= Records supplied =
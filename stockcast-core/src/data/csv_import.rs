//! CSV import provider for offline use.
//!
//! Reads `<dir>/<TICKER>.csv` in the Yahoo Finance export layout:
//! `Date,Open,High,Low,Close,Adj Close,Volume`. Cells that do not parse
//! (Yahoo writes `null` for missing quotes) become NaN, and rows whose
//! prices are all missing are dropped.

use chrono::NaiveDate;
use serde::Deserialize;
use std::path::{Path, PathBuf};

use super::provider::{DataError, DataSource, FetchResult, MarketDataProvider};
use crate::domain::PriceBar;

#[derive(Debug, Deserialize)]
struct CsvRow {
    #[serde(rename = "Date")]
    date: NaiveDate,
    #[serde(rename = "Open", deserialize_with = "csv::invalid_option")]
    open: Option<f64>,
    #[serde(rename = "High", deserialize_with = "csv::invalid_option")]
    high: Option<f64>,
    #[serde(rename = "Low", deserialize_with = "csv::invalid_option")]
    low: Option<f64>,
    #[serde(rename = "Close", deserialize_with = "csv::invalid_option")]
    close: Option<f64>,
    #[serde(rename = "Adj Close", default, deserialize_with = "csv::invalid_option")]
    adj_close: Option<f64>,
    #[serde(rename = "Volume", deserialize_with = "csv::invalid_option")]
    volume: Option<f64>,
}

pub struct CsvProvider {
    dir: PathBuf,
}

impl CsvProvider {
    pub fn new(dir: impl Into<PathBuf>) -> Self {
        Self { dir: dir.into() }
    }

    pub fn dir(&self) -> &Path {
        &self.dir
    }

    fn path_for(&self, ticker: &str) -> PathBuf {
        self.dir.join(format!("{ticker}.csv"))
    }

    fn read_bars(path: &Path) -> Result<Vec<PriceBar>, DataError> {
        let csv_err = |reason: String| DataError::CsvImport {
            path: path.display().to_string(),
            reason,
        };

        let mut reader = csv::Reader::from_path(path).map_err(|e| csv_err(e.to_string()))?;
        let mut bars = Vec::new();

        for (line, record) in reader.deserialize::<CsvRow>().enumerate() {
            let row = record.map_err(|e| csv_err(format!("row {}: {e}", line + 2)))?;
            if row.open.is_none() && row.high.is_none() && row.low.is_none() && row.close.is_none()
            {
                continue;
            }
            let close = row.close.unwrap_or(f64::NAN);
            bars.push(PriceBar {
                date: row.date,
                open: row.open.unwrap_or(f64::NAN),
                high: row.high.unwrap_or(f64::NAN),
                low: row.low.unwrap_or(f64::NAN),
                close,
                adj_close: row.adj_close.unwrap_or(close),
                volume: row.volume.map(|v| v.max(0.0) as u64).unwrap_or(0),
            });
        }

        Ok(bars)
    }
}

impl MarketDataProvider for CsvProvider {
    fn name(&self) -> &str {
        "csv_import"
    }

    fn fetch(
        &self,
        ticker: &str,
        start: NaiveDate,
        end: NaiveDate,
    ) -> Result<FetchResult, DataError> {
        let path = self.path_for(ticker);
        if !path.is_file() {
            return Err(DataError::CsvImport {
                path: path.display().to_string(),
                reason: "file not found".into(),
            });
        }

        let bars = Self::read_bars(&path)?
            .into_iter()
            .filter(|b| b.date >= start && b.date <= end)
            .collect();

        Ok(FetchResult {
            ticker: ticker.to_string(),
            bars,
            source: DataSource::CsvImport,
        })
    }
}

#[cfg(test)]
mod tests {
    use super::*;
    use std::fs;

    const SAMPLE: &str = "\
Date,Open,High,Low,Close,Adj Close,Volume
2024-01-02,100.0,101.0,99.0,100.5,100.4,1000
2024-01-03,null,null,null,null,null,null
2024-01-04,102.0,103.0,101.0,102.5,102.4,1200
2024-01-05,103.0,104.0,102.0,103.5,103.4,1300
";

    fn d(y: i32, m: u32, day: u32) -> NaiveDate {
        NaiveDate::from_ymd_opt(y, m, day).unwrap()
    }

    #[test]
    fn reads_yahoo_export_and_filters_range() {
        let dir = tempfile::tempdir().unwrap();
        fs::write(dir.path().join("GOOG.csv"), SAMPLE).unwrap();

        let provider = CsvProvider::new(dir.path());
        let result = provider.fetch("GOOG", d(2024, 1, 1), d(2024, 1, 4)).unwrap();

        assert_eq!(result.source, DataSource::CsvImport);
        assert_eq!(result.bars.len(), 2);
        assert_eq!(result.bars[0].adj_close, 100.4);
        assert_eq!(result.bars[1].date, d(2024, 1, 4));
    }

    #[test]
    fn missing_file_is_a_csv_error() {
        let dir = tempfile::tempdir().unwrap();
        let provider = CsvProvider::new(dir.path());
        let err = provider.fetch("AAPL", d(2024, 1, 1), d(2024, 1, 4)).unwrap_err();
        assert!(matches!(err, DataError::CsvImport { .. }));
    }

    #[test]
    fn malformed_date_reports_row() {
        let dir = tempfile::tempdir().unwrap();
        fs::write(
            dir.path().join("MSFT.csv"),
            "Date,Open,High,Low,Close,Adj Close,Volume\nnot-a-date,1,1,1,1,1,1\n",
        )
        .unwrap();
        let provider = CsvProvider::new(dir.path());
        let err = provider.fetch("MSFT", d(2024, 1, 1), d(2024, 1, 4)).unwrap_err();
        assert!(err.to_string().contains("row 2"));
    }
}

= Exercise instructions =
Look through the material above and pick out each line holding the word "super".

= Reply to the exercise =
use super::provider::{DataError, DataSource, FetchResult, MarketDataProvider};
    use super::*;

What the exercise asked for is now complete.